Part of your career progression is learning through trial and error. But isn’t it nice to learn from someone who’s already been there? They get what it takes to stay as organized as you do, to book travel at the last minute, to take copious meeting minutes and to deal with tough office personalities. And they probably have tips for doing it better, and faster. So, why not build a relationship with a mentor to grow your career?
A great mentor serves as an informal coach to share knowledge, give advice on specific situations, and offer guidance and feedback. Your mentor might be another more seasoned administrative assistant or someone in a different department or company. In short, it’s someone who’s been there, and will help get you get there.
There are many ways to find your mentor. Check to see if your company has a formal mentorship program. If so, that’s an easy way to be paired up with someone more senior who can talk you through your professional development. If not, set up a more casual arrangement with someone you respect from around the office. There’s a lot you can learn from people who have taken similar paths.

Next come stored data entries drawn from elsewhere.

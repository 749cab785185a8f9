// =========================================================
// Utilitaires du cadre GCMS (General Count Mean Sketch).
//
// L'encodage de seau doit être identique au bit près entre
// client et serveur : graine de hachage exactement
// `message ∥ "$$$" ∥ indice décimal` en UTF-8, digest
// SHA-256, seau = entier(digest) mod m. Le digest complet
// (256 bits) passe par BigUint pour que la réduction soit
// correcte même quand m n'est pas une puissance de deux.
// =========================================================

use num_bigint::BigUint;
use rand::Rng;
use sha2::{Digest, Sha256};

/// Paramètres du mécanisme GCMS.
///
/// * `k` : nombre de fonctions de hachage.
/// * `m` : taille de la plage des seaux.
/// * `s` : taille du payload de chaque message.
/// * `p` : probabilité d'inclusion du vrai seau.
#[derive(Debug, Clone, Copy)]
pub struct GcmsParams {
    pub k: usize,
    pub m: usize,
    pub s: usize,
    pub p: f64,
}

impl GcmsParams {
    /// Budget de confidentialité dérivé : ε = ln((m−s)·p / ((1−p)·s)).
    pub fn epsilon(&self) -> f64 {
        ((self.m - self.s) as f64 * self.p / ((1.0 - self.p) * self.s as f64)).ln()
    }
}

/// Hache `message` avec la fonction d'indice `index`, réduit modulo `module`.
pub fn hash_encode(message: &str, index: usize, module: usize) -> usize {
    let mut hasher = Sha256::new();
    hasher.update(message.as_bytes());
    hasher.update(b"$$$");
    hasher.update(index.to_string().as_bytes());
    let digest = hasher.finalize();
    let value = BigUint::from_bytes_be(&digest);
    let reduced = value % (module as u64);
    // reduced < module <= u64::MAX : un seul digit en base 2^64
    reduced.to_u64_digits().first().copied().unwrap_or(0) as usize
}

/// Tirage de Bernoulli de paramètre `p` sur le RNG fourni.
pub fn bernoulli_sample<R: Rng>(p: f64, rng: &mut R) -> bool {
    rng.gen_range(0..1_000_000u32) < (p * 1_000_000.0) as u32
}

/// Nombre d'octets nécessaires pour représenter `value` (⌈bits/8⌉).
pub fn byte_length(value: usize) -> usize {
    let bits = (usize::BITS - value.leading_zeros()) as usize;
    bits.div_ceil(8)
}

/// Sérialise des entiers en big-endian, chacun sur `fixed_length` octets.
pub fn serialize_integers_to_bytes(integers: &[usize], fixed_length: usize) -> Vec<u8> {
    let mut serialized_data = Vec::with_capacity(integers.len() * fixed_length);
    for &num in integers {
        let bytes = (num as u64).to_be_bytes();
        serialized_data.extend_from_slice(&bytes[8 - fixed_length..]);
    }
    serialized_data
}

/// Désérialise des entiers big-endian de largeur fixe.
pub fn deserialize_integers_from_bytes(serialized_data: &[u8], fixed_length: usize) -> Vec<usize> {
    serialized_data
        .chunks_exact(fixed_length)
        .map(|chunk| chunk.iter().fold(0usize, |acc, &b| (acc << 8) | b as usize))
        .collect()
}

/// Bruit de Laplace(loc, scale) par inversion de la fonction de répartition.
/// Usage expérimental : pour une production DP il faudrait un échantillonneur
/// en précision contrôlée.
pub fn generate_laplace_noise<R: Rng>(loc: f64, scale: f64, rng: &mut R) -> f64 {
    let u: f64 = rng.gen::<f64>() - 0.5;
    loc - scale * u.signum() * (1.0 - 2.0 * u.abs()).ln()
}
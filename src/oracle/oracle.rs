// =========================================================
// Canal latéral PSI — les trois oracles consommés par les
// moteurs d'attaque.
//
// Ici l'« oracle » est un simple calcul d'intersection local :
// on n'implémente pas de protocole PSI de production, on
// modélise exactement ce que le protocole laisse fuiter
// (cardinal, intersection complète, ou cardinal + somme).
// Chaque appel coûte une unité du budget τ côté attaquant ;
// la comptabilité est tenue par les moteurs, pas ici.
// =========================================================

use std::collections::HashSet;
use std::hash::Hash;

/// PSI-CA : cardinal de l'intersection seulement.
pub fn psi_cardinality<T: Eq + Hash>(victim: &HashSet<T>, target: &HashSet<T>) -> usize {
    victim.intersection(target).count()
}

/// PSI complet : l'intersection elle-même.
pub fn psi<T: Eq + Hash + Clone>(victim: &HashSet<T>, target: &HashSet<T>) -> HashSet<T> {
    victim.intersection(target).cloned().collect()
}

/// PSI-SUM sur paires (identifiant, valeur) : cardinal et somme des valeurs
/// de l'intersection.
pub fn psi_sum(victim: &HashSet<(u64, i64)>, target: &HashSet<(u64, i64)>) -> (usize, i64) {
    let mut cardinality = 0usize;
    let mut summation = 0i64;
    for pair in victim.intersection(target) {
        cardinality += 1;
        summation += pair.1;
    }
    (cardinality, summation)
}

/// Variante PSI-SUM pour vecteurs d'entiers : les éléments sont leur propre
/// valeur.
pub fn psi_sum_int(victim: &HashSet<i64>, target: &HashSet<i64>) -> (usize, i64) {
    let mut cardinality = 0usize;
    let mut summation = 0i64;
    for v in victim.intersection(target) {
        cardinality += 1;
        summation += v;
    }
    (cardinality, summation)
}
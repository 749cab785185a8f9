pub mod r_encrypt;

pub use r_encrypt::r_encrypt;
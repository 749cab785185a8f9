use crate::crypto_error::crypto_error::CryptoError;
use crate::rsa_oaep::math::{generate_prime, mod_inverse, MIN_MODULUS_BITS};
use num_bigint::BigUint;
use num_integer::Integer;
use num_traits::One;
use zeroize::Zeroize;

// ============================================================================
// Clé publique RSA — pas de données secrètes, pas de zeroize nécessaire
// ============================================================================
#[derive(Clone, Debug)]
pub struct PublicKey {
    pub n: BigUint,
    pub e: BigUint,
}

/// Taille du module en octets : c'est la taille de bloc OAEP et la longueur
/// exacte de tout chiffré produit sous cette clé.
pub fn modulus_byte_length(pk: &PublicKey) -> usize {
    ((pk.n.bits() + 7) / 8) as usize
}

// ============================================================================
// Helper : efface les octets internes d'un BigUint
// ============================================================================
fn zeroize_biguint(n: &mut BigUint) {
    let bits = n.bits() as usize;
    if bits > 0 {
        *n = BigUint::from_bytes_be(&vec![0u8; (bits + 7) / 8]);
    }
    *n = BigUint::default();
}

// ============================================================================
// Clé secrète RSA — ZEROISÉE À LA DESTRUCTION
// ============================================================================
#[derive(Clone, Debug)]
pub struct SecretKey {
    pub d: BigUint,
    pub p: BigUint,
    pub q: BigUint,
}

impl Zeroize for SecretKey {
    fn zeroize(&mut self) {
        zeroize_biguint(&mut self.d);
        zeroize_biguint(&mut self.p);
        zeroize_biguint(&mut self.q);
    }
}

impl Drop for SecretKey {
    fn drop(&mut self) {
        self.zeroize();
    }
}

// ============================================================================
// Paire de clés
// ============================================================================
#[derive(Clone, Debug)]
pub struct KeyPair {
    pub public_key: PublicKey,
    pub secret_key: SecretKey,
}

// ============================================================================
// Génération de clés RSA
//
// e = 65537 fixe ; d = e⁻¹ mod λ(n) avec λ(n) = lcm(p−1, q−1).
// Les premiers ont leurs deux bits de poids fort à 1 : n fait exactement
// nbits bits et la taille de bloc OAEP est stable.
// ============================================================================
pub fn r_keygen(nbits: u64) -> Result<KeyPair, CryptoError> {
    if nbits < MIN_MODULUS_BITS {
        return Err(CryptoError::KeySizeTooSmall {
            requested: nbits,
            minimum: MIN_MODULUS_BITS,
        });
    }

    let e = BigUint::from(65537u32);
    let half = nbits / 2;

    loop {
        let p = generate_prime(half)?;
        let mut q = generate_prime(half)?;
        while p == q {
            q = generate_prime(half)?;
        }

        let n = &p * &q;
        let p_minus_1 = &p - BigUint::one();
        let q_minus_1 = &q - BigUint::one();
        let lambda = p_minus_1.lcm(&q_minus_1);

        // e doit être inversible mod λ(n) ; sinon on retire des premiers
        if e.gcd(&lambda) != BigUint::one() {
            continue;
        }
        let d = mod_inverse(&e, &lambda)?;

        return Ok(KeyPair {
            public_key: PublicKey { n, e },
            secret_key: SecretKey { d, p, q },
        });
    }
}

// ============================================================================
// Tests unitaires
// ============================================================================
#[cfg(test)]
mod tests {
    use super::*;

    #[test]
    fn test_keygen_coherence() {
        let kp = r_keygen(512).unwrap();
        assert_eq!(kp.public_key.n.bits(), 512);
        assert_eq!(modulus_byte_length(&kp.public_key), 64);
        assert_eq!(&kp.secret_key.p * &kp.secret_key.q, kp.public_key.n);

        // e·d ≡ 1 mod λ(n)
        let lambda =
            (&kp.secret_key.p - BigUint::one()).lcm(&(&kp.secret_key.q - BigUint::one()));
        assert_eq!(
            (&kp.public_key.e * &kp.secret_key.d) % &lambda,
            BigUint::one()
        );
    }

    #[test]
    fn test_keygen_taille_refusee() {
        assert!(matches!(
            r_keygen(128),
            Err(CryptoError::KeySizeTooSmall { .. })
        ));
    }

    #[test]
    fn test_zeroize_efface_la_cle() {
        let mut sk = SecretKey {
            d: BigUint::from(12345u32),
            p: BigUint::from(7u32),
            q: BigUint::from(11u32),
        };
        sk.zeroize();
        assert_eq!(sk.d, BigUint::default());
        assert_eq!(sk.p, BigUint::default());
        assert_eq!(sk.q, BigUint::default());
    }
}
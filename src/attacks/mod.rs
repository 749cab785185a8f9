pub mod actbayesian;
pub mod baseline;
pub mod dynpathblizer;
pub mod treesumexplorer;
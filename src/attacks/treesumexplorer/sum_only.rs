// =========================================================
// Attaque améliorée n'exploitant QUE le canal somme de
// PSI-SUM, sur paires (identifiant, valeur).
//
// Même descente d'arbre que l'attaque de référence, mais la
// priorité d'un nœud est le rapport somme-fuite / somme
// totale de ses valeurs, et les deux extrêmes sont
// récompensés comme dans dynpathblizer. Un enfant de somme
// nulle part en Z⁻. Valeurs strictement positives attendues.
// =========================================================

use crate::partition::TreeNode;
use rand::Rng;
use std::cmp::Ordering;
use std::collections::{BinaryHeap, HashSet};

type Pair = (u64, i64);

struct ForestEntry {
    priority: f64,
    sum: i64,
    idx: u64,
    node: TreeNode<Pair>,
}

impl PartialEq for ForestEntry {
    fn eq(&self, other: &Self) -> bool {
        self.idx == other.idx
    }
}

impl Eq for ForestEntry {}

impl PartialOrd for ForestEntry {
    fn partial_cmp(&self, other: &Self) -> Option<Ordering> {
        Some(self.cmp(other))
    }
}

impl Ord for ForestEntry {
    fn cmp(&self, other: &Self) -> Ordering {
        // min-tas sur (priority, sum, idx)
        other
            .priority
            .partial_cmp(&self.priority)
            .unwrap_or(Ordering::Equal)
            .then_with(|| other.sum.cmp(&self.sum))
            .then_with(|| other.idx.cmp(&self.idx))
    }
}

fn total_of(set: &HashSet<Pair>) -> i64 {
    set.iter().map(|pair| pair.1).sum()
}

fn pushed_priority(sum: i64, total: i64) -> f64 {
    let ratio = sum as f64 / total as f64;
    (-ratio).min(-1.0 + ratio)
}

/// Attaque par canal somme seul.
///
/// `psi_sum` rend (cardinal, somme) ; seul le second membre est exploité.
pub fn improved_attack_with_sum_only<F, R>(
    victim_x: &HashSet<Pair>,
    mut psi_sum: F,
    tau: usize,
    rng: &mut R,
) -> (HashSet<Pair>, HashSet<Pair>)
where
    F: FnMut(&HashSet<Pair>) -> (usize, i64),
    R: Rng,
{
    let mut z_pos: HashSet<Pair> = HashSet::new();
    let mut z_neg: HashSet<Pair> = HashSet::new();
    if tau == 0 || victim_x.is_empty() {
        return (z_pos, z_neg);
    }
    let total_sum = total_of(victim_x);
    if total_sum == 0 {
        return (z_pos, z_neg);
    }

    let mut forest: BinaryHeap<ForestEntry> = BinaryHeap::new();
    let mut idx: u64 = 0;

    let (_, current_sum) = psi_sum(victim_x);
    let mut protocol_call_num = 1usize;

    let tree = TreeNode::form_tree(victim_x, rng);
    forest.push(ForestEntry {
        priority: pushed_priority(current_sum, total_sum),
        sum: current_sum,
        idx,
        node: tree,
    });
    idx += 1;

    let mut exhausted = false;
    while !exhausted {
        let Some(entry) = forest.pop() else { break };
        let mut node = entry.node;
        let mut current_node_sum = entry.sum;
        let total_sum = total_of(&node.val);

        while 0 < current_node_sum && current_node_sum < total_sum {
            if protocol_call_num >= tau {
                exhausted = true;
                break;
            }
            let (Some(left_node), Some(right_node)) = (node.left.take(), node.right.take())
            else {
                break;
            };
            let left_node = *left_node;
            let right_node = *right_node;
            let left_node_total = total_of(&left_node.val);
            let right_node_total = total_of(&right_node.val);
            if left_node_total == 0 || right_node_total == 0 {
                break;
            }

            let (left_node_sum, right_node_sum);
            if right_node_total > left_node_total {
                let (_, s) = psi_sum(&left_node.val);
                protocol_call_num += 1;
                left_node_sum = s;
                right_node_sum = current_node_sum - s;
            } else {
                let (_, s) = psi_sum(&right_node.val);
                protocol_call_num += 1;
                right_node_sum = s;
                left_node_sum = current_node_sum - s;
            }

            let right_ratio = right_node_sum as f64 / right_node_total as f64;
            let left_ratio = left_node_sum as f64 / left_node_total as f64;
            let right_priority = right_ratio.max(1.0 - right_ratio);
            let left_priority = left_ratio.max(1.0 - left_ratio);

            if right_priority > left_priority {
                if left_node_sum != 0 {
                    forest.push(ForestEntry {
                        priority: pushed_priority(left_node_sum, left_node_total),
                        sum: left_node_sum,
                        idx,
                        node: left_node,
                    });
                    idx += 1;
                } else {
                    z_neg.extend(left_node.val);
                }
                node = right_node;
                current_node_sum = right_node_sum;
            } else {
                if right_node_sum != 0 {
                    forest.push(ForestEntry {
                        priority: pushed_priority(right_node_sum, right_node_total),
                        sum: right_node_sum,
                        idx,
                        node: right_node,
                    });
                    idx += 1;
                } else {
                    z_neg.extend(right_node.val);
                }
                node = left_node;
                current_node_sum = left_node_sum;
            }
        }

        if exhausted {
            break;
        }
        if current_node_sum > 0 {
            z_pos.extend(node.val);
        } else if current_node_sum == 0 {
            z_neg.extend(node.val);
        }
    }

    debug_assert!(
        z_pos.is_disjoint(&z_neg),
        "Z+ et Z- doivent être disjoints"
    );
    (z_pos, z_neg)
}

Try attending local networking events to meet potential mentors, or search on LinkedIn to find people in your area who might be a good match. It never hurts to send an email introducing yourself with an invitation to coffee or lunch. A little legwork on your part could lead to a valuable mentoring relationship. Another great resource is Mentors and Masterminds, a social network designed to help administrative assistants build relationships to support their career growth.
The key to building a successful mentoring relationship is to meet regularly. Find ways to accommodate your mentor’s schedule by grabbing lunch or a quick coffee when they’re free. But try to meet once a month if you can so you stay on each other’s radar. Each time you get together, you should come prepared with a defined agenda. Be upfront about what you hope to get out of the mentoring relationship so that your mentor can offer you useful guidance.
You don’t have to stick to coffee and lunch every time you see your mentor. And you don’t even have to kick things off that way if it feels too stiff for your personality. Shake up your mentorship routine with different activities to get to know each other and build on your relationship. Try some of these activities:
If you’re not sure how to get the conversation started, start off by asking your mentor how they began their career paths, what their passions are, or what they do in their free time. Asking about what their career goals were and what they care about not only helps you learn from them, but also helps you build a personal connection. As you build a relationship with your mentor, it will become easier to discuss your career goals and seek advice and your mentor will better understand what you are looking to achieve. Which will ultimately help her provide you with stronger advice. Just make sure that you also ask if it’s okay to continue reaching out with questions or setting up meetings.